Fig. 2. Observed (black, left ordinates) and simulated (colored, right
ordinates) Sahelian precipitation anomalies, forced with ALL (a, blue),
AA (b, magenta), NAT (c, brown/red), and GHG (d, green). The CMIP6 MMMs
are presented with solid curves surrounded by shaded areas demarking the
bootstrapping confidence interval, while the CMIP5 MMMs are presented
with dotted curves. The yellow shaded area is the confidence interval of
randomized bootstrapped MMMs of CMIP6 piC simulations, and represents
the magnitude of noise in the CMIP6 MMMs. Hemispherically asymmetric
volcanic forcing from Haywood et al noted in panel (c). A negative sign
denotes an eruption that cooled the northern hemisphere more than the
southern hemisphere while a positive sign denotes the opposite, aligning
with the sign of the expected Sahelian precipitation response to the
eruption. Panel (a) additionally shows the CMIP6 ALL MMM when restricted
to models, rather than institutions, that provide AA simulations (blue
dashed curve), and a 20-year running mean of the sum of the AA, NAT, and
GHG MMMs for CMIP5 (lavender dashed curve) and CMIP6 (burgundy dashed
curve). The label shows the number of institutions used for each CMIP6
MMM (N), the correlation of the CMIP6 MMM with observations (r), and the
standardized root mean squared error of the CMIP6 MMM with observations
(sRMSE).
In the AA experiments (panel b), CMIP6 is anomalously wetter than CMIP5
in the 1970s and around 2000, but otherwise looks similar to CMIP5:
precipitation declines in the mid-century and then recovers after the
clean air acts, preceding the timing of observed variability by about 10
years. There are some differences in the NAT experiments between CMIP5
and CMIP6 (panel c), but the largest variations in both ensembles are
interannual episodes that are clearly associated with volcanic
eruptions. In the GHG experiments (panel d), CMIP6 shows anomalous
wetting after 1970 that wasn’t present in CMIP5.

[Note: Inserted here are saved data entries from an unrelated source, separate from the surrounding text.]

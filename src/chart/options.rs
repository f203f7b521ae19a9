use std::fmt;

use serde::{Deserialize, Serialize};

// ---------------------------------------------------------------------------
// Chart type
// ---------------------------------------------------------------------------

#[derive(Debug, Clone, Copy, PartialEq, Eq, Hash, Serialize, Deserialize)]
#[serde(rename_all = "lowercase")]
pub enum ChartType {
    Bar,
    Line,
    Pie,
    Scatter,
}

impl ChartType {
    /// Canonical order, also the default permitted set.
    pub const ALL: [ChartType; 4] = [
        ChartType::Bar,
        ChartType::Line,
        ChartType::Pie,
        ChartType::Scatter,
    ];

    pub fn label(self) -> &'static str {
        match self {
            ChartType::Bar => "Bar Chart",
            ChartType::Line => "Line Chart",
            ChartType::Pie => "Pie Chart",
            ChartType::Scatter => "Scatter Plot",
        }
    }
}

impl fmt::Display for ChartType {
    fn fmt(&self, f: &mut fmt::Formatter<'_>) -> fmt::Result {
        f.write_str(self.label())
    }
}

// ---------------------------------------------------------------------------
// Color scheme
// ---------------------------------------------------------------------------

#[derive(Debug, Clone, Copy, PartialEq, Eq, Default, Serialize, Deserialize)]
#[serde(rename_all = "lowercase")]
pub enum ColorScheme {
    #[default]
    Default,
    Cool,
    Warm,
    Monochrome,
}

impl ColorScheme {
    pub const ALL: [ColorScheme; 4] = [
        ColorScheme::Default,
        ColorScheme::Cool,
        ColorScheme::Warm,
        ColorScheme::Monochrome,
    ];

    pub fn label(self) -> &'static str {
        match self {
            ColorScheme::Default => "Default",
            ColorScheme::Cool => "Cool",
            ColorScheme::Warm => "Warm",
            ColorScheme::Monochrome => "Monochrome",
        }
    }

    /// The fixed five-color palette of this scheme, as hex codes.
    pub fn hex_codes(self) -> [&'static str; 5] {
        match self {
            ColorScheme::Default => ["#8884d8", "#82ca9d", "#ffc658", "#ff8042", "#0088fe"],
            ColorScheme::Cool => ["#00C49F", "#0088FE", "#FFBB28", "#FF8042", "#a4de6c"],
            ColorScheme::Warm => ["#FF8042", "#FFBB28", "#FF0000", "#FF6B6B", "#FFA07A"],
            ColorScheme::Monochrome => ["#2E4053", "#566573", "#808B96", "#ABB2B9", "#D5D8DC"],
        }
    }
}

// ---------------------------------------------------------------------------
// Chart configuration (session UI state)
// ---------------------------------------------------------------------------

pub const MIN_HEIGHT: f32 = 200.0;
pub const MAX_HEIGHT: f32 = 1000.0;

/// User-controlled display options. Deserialisable so start-up defaults can
/// come from the config file; never written back.
#[derive(Debug, Clone, PartialEq, Serialize, Deserialize)]
#[serde(default)]
pub struct ChartConfig {
    pub chart_type: ChartType,
    pub color_scheme: ColorScheme,
    pub show_legend: bool,
    pub show_tooltip: bool,
    pub show_grid: bool,
    pub title: String,
    pub x_label: String,
    pub y_label: String,
    /// `None` fills the available width.
    pub width: Option<f32>,
    pub height: f32,
}

impl Default for ChartConfig {
    fn default() -> Self {
        Self {
            chart_type: ChartType::Bar,
            color_scheme: ColorScheme::Default,
            show_legend: true,
            show_tooltip: true,
            show_grid: true,
            title: "Data Visualization".to_string(),
            x_label: "X Axis".to_string(),
            y_label: "Y Axis".to_string(),
            width: None,
            height: 500.0,
        }
    }
}

impl ChartConfig {
    /// Keep dimensions inside the ranges the controls offer.
    pub fn clamp_dimensions(&mut self) {
        self.height = self.height.clamp(MIN_HEIGHT, MAX_HEIGHT);
        if let Some(w) = self.width {
            self.width = (w.is_finite() && w > 0.0).then_some(w);
        }
    }
}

Similar changes can be seen in the ALL simulations (panel a): while
CMIP5 reaches peak drought in 1982 – close to the observed
precipitation minimum – CMIP6 dries very little and only until 1970,
after which it displays an anomalously wetter climate than CMIP5 through
the end of the century. But while the precipitation responses to
different forcing agents appear to add linearly in CMIP5 (compare the
lavender dashed curve to the blue dotted curve), the late century
wetting in CMIP6 is larger than the sum of GHG and AA wetting (burgundy
dashed curve; including NAT does not help.) This effect is robust to
differences in model availability for the different sets of forcing
agents (see figure caption and light blue dashed curve). Thus, in the
ALL simulations, CMIP6 displays slightly less drying from AA compared to
CMIP5, more wetting from GHG, and additional wetting after 1990 from a
non-linear interaction between forcings.
As a result of these changes, the response to forcing in CMIP6 is a poor
match to observations. Figure 3 displays the correlation (panel a,
“r”) and sRMSE (panel b) between observations and simulated MMMs
(dots) and bootstrapped MMMs (curves) from CMIP6 (ALL in blue, AA in
magenta, NAT in brown, and GHG in green solid curves) and CMIP5 (ALL and
AA in blue and magenta dotted-dashed curves; other simulations omitted
for clarity) from 1901 to the end of the simulations (2003 for CMIP5 and
2014 for CMIP6). The dotted curves present the randomized bootstrapping
distributions for the CMIP6 piC simulations, and the vertical dashed
lines mark the one-sided p=0.05 significance level given by these
distributions. Recall that correlation measures similarity in timing
between simulations and observations where 1 is a perfect match, and
sRMSE measures the amplitude of differences between the simulations and
observations where 0 is a perfect match.